TL/DR: Two agent skills migrate Tableau dashboards. One rebuilds them as Streamlit code; the other rebuilds them as governed Sigma workbooks behind a warehouse-parity gate. Same delivery mechanism, opposite philosophies on where the dashboard lands and how much to automate.


I had a pile of legacy Tableau workbooks to retire. And on Tuesday this week (2026-06-16) I stumbled upon newly open-sourced marketplace skills (by TJ Wells) that migrate Tableau (and seven other BI tools) to Sigma. Both tasks utilize agent skills: Markdown playbooks plus scripts that a coding agent (Claude Code, ❄️ CoCo, OpenCode) executes. I built my skill to land dashboards in a Streamlit app on Snowflake. Sigma's skills land them in Sigma (duh). Putting the two side by side is the interesting part: one choice (code vs platform) cascades into everything else.

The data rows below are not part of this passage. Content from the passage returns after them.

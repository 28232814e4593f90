//! Shared types used across NDVIPRO.
//! Includes `Band`, `Colormap`, `CropSource`, `OutputFormat` and the
//! `PixelCoord` used to mark a point of interest on a raster.
use std::path::Path;

use clap::ValueEnum;
use ndarray::Array2;
use serde::{Deserialize, Serialize};

/// Row-major grid of physical values (reflectance or an index).
pub type Raster = Array2<f64>;

/// Spectral band of an SGLI reflectance product.
#[derive(Copy, Clone, PartialEq, Eq, Debug, Serialize, Deserialize)]
pub enum Band {
    Red,
    Nir,
}

impl Band {
    /// Dataset path inside the L2 reflectance container.
    pub fn dataset_path(self) -> &'static str {
        match self {
            Band::Red => "Image_data/Rs_VN08",
            Band::Nir => "Image_data/Rs_VN11",
        }
    }

    /// Suffix of the raw binary file holding this band.
    pub fn raw_suffix(self) -> &'static str {
        match self {
            Band::Red => "VN08.bin",
            Band::Nir => "VN11.bin",
        }
    }

    /// Colorbar label used for the reflectance image of this band.
    pub fn label(self) -> &'static str {
        match self {
            Band::Red => "Reflectance (RED)",
            Band::Nir => "Reflectance (NIR)",
        }
    }
}

impl std::fmt::Display for Band {
    fn fmt(&self, f: &mut std::fmt::Formatter<'_>) -> std::fmt::Result {
        match self {
            Band::Red => write!(f, "RED"),
            Band::Nir => write!(f, "NIR"),
        }
    }
}

/// Linear color ramps available to the renderer.
#[derive(Copy, Clone, PartialEq, Eq, ValueEnum, Debug, Serialize, Deserialize)]
#[serde(rename_all = "lowercase")]
pub enum Colormap {
    Gray,
    Greens,
}

impl std::fmt::Display for Colormap {
    fn fmt(&self, f: &mut std::fmt::Formatter<'_>) -> std::fmt::Result {
        match self {
            Colormap::Gray => write!(f, "gray"),
            Colormap::Greens => write!(f, "greens"),
        }
    }
}

/// Which raster feeds the cropped red/nir products.
#[derive(Copy, Clone, PartialEq, Eq, ValueEnum, Debug, Serialize, Deserialize)]
#[serde(rename_all = "lowercase")]
pub enum CropSource {
    /// All three cropped products show NDVI (reference behavior).
    Ndvi,
    /// Cropped red/nir products show their own band.
    Bands,
}

#[derive(Copy, Clone, PartialEq, Eq, ValueEnum, Debug, Serialize, Deserialize)]
#[serde(rename_all = "lowercase")]
pub enum OutputFormat {
    Png,
    Jpeg, // Lossy, preview only
}

impl OutputFormat {
    pub fn extension(self) -> &'static str {
        match self {
            OutputFormat::Png => "png",
            OutputFormat::Jpeg => "jpg",
        }
    }

    /// Guess the format from a file extension, if it is one we write.
    pub fn from_path(path: &Path) -> Option<Self> {
        let ext = path.extension()?.to_str()?.to_ascii_lowercase();
        match ext.as_str() {
            "png" => Some(OutputFormat::Png),
            "jpg" | "jpeg" => Some(OutputFormat::Jpeg),
            _ => None,
        }
    }
}

/// Integer pixel position (column `x`, row `y`) in a raster's frame.
///
/// Signed so that a target lying off the tile can still be carried through
/// cropping; the renderer simply skips a marker that falls outside the image.
#[derive(Copy, Clone, PartialEq, Eq, Debug, Serialize, Deserialize)]
pub struct PixelCoord {
    pub x: i64,
    pub y: i64,
}

impl PixelCoord {
    pub fn new(x: i64, y: i64) -> Self {
        Self { x, y }
    }

    /// Round fractional pixel coordinates to the nearest pixel, ties to even.
    /// Values beyond the i64 range saturate.
    pub fn from_f64(x: f64, y: f64) -> Self {
        Self {
            x: x.round_ties_even() as i64,
            y: y.round_ties_even() as i64,
        }
    }

    /// Position inside a `rows x cols` grid, if it lies within it.
    pub fn to_index(self, rows: usize, cols: usize) -> Option<(usize, usize)> {
        let (x, y) = (usize::try_from(self.x).ok()?, usize::try_from(self.y).ok()?);
        (x < cols && y < rows).then_some((y, x))
    }
}

#[cfg(test)]
mod tests {
    use super::*;

    #[test]
    fn format_from_extension() {
        assert_eq!(OutputFormat::from_path(Path::new("a/b.PNG")), Some(OutputFormat::Png));
        assert_eq!(OutputFormat::from_path(Path::new("b.jpeg")), Some(OutputFormat::Jpeg));
        assert_eq!(OutputFormat::from_path(Path::new("b.tif")), None);
        assert_eq!(OutputFormat::from_path(Path::new("noext")), None);
    }

    #[test]
    fn pixel_coord_rounding_and_bounds() {
        assert_eq!(PixelCoord::from_f64(10.5, 11.5), PixelCoord::new(10, 12));
        assert_eq!(PixelCoord::from_f64(-2.5, -0.4), PixelCoord::new(-2, 0));
        assert_eq!(PixelCoord::from_f64(10.6, 1e300), PixelCoord::new(11, i64::MAX));
        assert_eq!(PixelCoord::new(2, 1).to_index(3, 4), Some((1, 2)));
        assert_eq!(PixelCoord::new(4, 1).to_index(3, 4), None);
        assert_eq!(PixelCoord::new(-1, 0).to_index(3, 4), None);
    }
}
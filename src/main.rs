//! NDVIPRO CLI entrypoint.
//!
//! Thin wrapper over the `cli` module: parse args, run one acquisition, and
//! exit with appropriate status. For programmatic use, prefer `ndvipro::api`.

use clap::Parser;

mod cli;

fn main() -> Result<(), Box<dyn std::error::Error>> {
    let args = cli::CliArgs::parse();
    cli::run(args)
}
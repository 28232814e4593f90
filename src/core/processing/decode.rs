use std::path::Path;

use ndarray::Array2;
use tracing::debug;

use crate::core::params::PipelineParams;
use crate::error::{Error, Result};
use crate::types::Raster;

const SAMPLE_BYTES: usize = std::mem::size_of::<u16>();

/// Decodes headerless little-endian u16 tiles into reflectance rasters.
#[derive(Debug, Clone, Copy)]
pub struct RasterDecoder {
    pub dimension: usize,
    pub scale_factor: f64,
}

impl RasterDecoder {
    pub fn new(dimension: usize, scale_factor: f64) -> Self {
        Self {
            dimension,
            scale_factor,
        }
    }

    pub fn from_params(params: &PipelineParams) -> Self {
        Self::new(params.dimension, params.scale_factor)
    }

    pub fn expected_bytes(&self) -> usize {
        self.dimension * self.dimension * SAMPLE_BYTES
    }

    /// Read a whole tile from disk.
    pub fn decode(&self, path: &Path) -> Result<Raster> {
        let bytes = std::fs::read(path)?;
        debug!("Read {} bytes from {:?}", bytes.len(), path);
        self.decode_bytes(&bytes, path)
    }

    /// Decode an in-memory tile; `origin` only labels errors.
    pub fn decode_bytes(&self, bytes: &[u8], origin: &Path) -> Result<Raster> {
        if bytes.len() != self.expected_bytes() {
            return Err(Error::Format {
                path: origin.to_path_buf(),
                dimension: self.dimension,
                expected_bytes: self.expected_bytes(),
                actual_bytes: bytes.len(),
            });
        }
        let scale = self.scale_factor;
        let values: Vec<f64> = bytes
            .chunks_exact(SAMPLE_BYTES)
            .map(|pair| u16::from_le_bytes([pair[0], pair[1]]) as f64 * scale)
            .collect();
        Array2::from_shape_vec((self.dimension, self.dimension), values)
            .map_err(|e| Error::UnsupportedFormat(e.to_string()))
    }
}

Both skills refuse to fake: mine stops if there's no Tableau ground truth to read, Sigma's flags features it can't mechanize instead of emitting a plausible-but-wrong formula. That shared honesty is the reason either one produces correct numbers.

Approach 1: Tableau to Streamlit, code I own

My skill is (very creatively) called build-dashboard-page. It's deliberately app-specific (~290 lines + two Python scripts), built for one concrete app: a Streamlit multipage app deployed on Snowflake Container Services. Each Tableau dashboard becomes one pages/<Name>.py file that queries Snowflake (or a DuckDB copy of the same data on the same SPCS instance). I wrote about the surrounding app in an earlier post:

Retiring legacy BI with an agentic-built Streamlit app on SPCS
Build-vs-buy got rewritten by agentic coding. So I retired the legacy BI tool. 😎

The whole workflow rests on one rule:

Ground truth is Tableau, not the plan bullet. Every Tableau workbook encodes years of decisions about metrics, filters, and formulas. Skipping them produces coherent-but-wrong SQL.

I measured this: guessing the SQL from a plan description produced wrong numbers, while reverse-engineering the workbook first produced correct numbers in fewer agent turns. So the skill front-loads inspection across six phases: scope and name the page, inspect the .twb, verify the real Snowflake source, craft a delegation prompt, delegate the SQL, then wire the Python page and smoke test it.

Phase 2 runs a stdlib-only parser (inspect_tableau_workbook.py) over the .twb / .twbx / .tds / .tdsx. It dumps datasources, embedded Custom SQL, referenced tables, calculated fields with formulas verbatim, parameters, and per-worksheet filter shelves and column dependencies. The point is to extract every calc field exactly as Tableau wrote it, because I refuse to paraphrase those 😜

Phase 3 has a gotcha worth calling out: the .twb's sqlproxy connection points at Tableau Cloud, not the real warehouse. I have to open the .tdsx, find the <connection class="snowflake"> block, and DESCRIBE the real source. Then pick a query layer:

Query againstWhen
Pre-built views (prefixed V_* objects in SQL)Whenever they exist. They already encode the joins and filters the workbook assumes.
Raw star schemaWhen the workbook uses LOD calcs or needs fields the views don't expose.
Semantic viewRarely. Built for Cortex Analyst, fixed metrics, no LOD.

Why delegate the SQL?

The main agent does not write the SQL. It writes a prompt and hands it to Snowflake CoCo via a separate skill. Why? Because CoCo runs the query, validates it against the live warehouse, and flags anomalies in the same turn. The handoff mechanic is its own story:

Two AI agents, one repo: delegating Snowflake work from Claude Code to Cortex Code
Claude Code and Snowflake’s Cortex Code turn out to be the same agent wearing different hats - and that’s exactly what makes them worth combining. A filesystem handoff between two AI agents replaced hours of manual Snowsight clicking.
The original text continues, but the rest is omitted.